**WORK TO BE COMPLETED**
Beginning with the line that has "mod record;", reproduce each remaining line of the data exactly, down to and including the last.

**EXERCISE MATERIALS**

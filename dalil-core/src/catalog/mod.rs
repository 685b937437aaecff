//! Dalil Catalog - procedure and legal text records
//!
//! This module owns the canonical record list the rest of the crate reads.
//!
//! # Overview
//!
//! - [`CatalogRecord`] is one procedure or legal text, immutable once loaded
//! - [`Catalog`] validates and holds the records in their original order
//! - Catalog files are YAML or JSON documents with a top-level `records` list
//!
//! ```text
//! catalog.yaml ──► Catalog::load ──► Catalog (validated, ordered)
//!                                        │
//!                                        ▼
//!                                   FilterEngine / DetailSynthesizer
//! ```

mod error;
mod record;
mod sample;
mod store;

pub use error::CatalogError;
pub use record::{
    CatalogRecord, Digitization, RecordKind, LEGAL_TEXT_STATUSES, PROCEDURE_STATUSES,
};
pub use store::{Catalog, CatalogFile};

**FINISHED TASK**
mod record;
mod sample;
mod store;

pub use error::CatalogError;
pub use record::{
    CatalogRecord, Digitization, RecordKind, LEGAL_TEXT_STATUSES, PROCEDURE_STATUSES,
};
pub use store::{Catalog, CatalogFile};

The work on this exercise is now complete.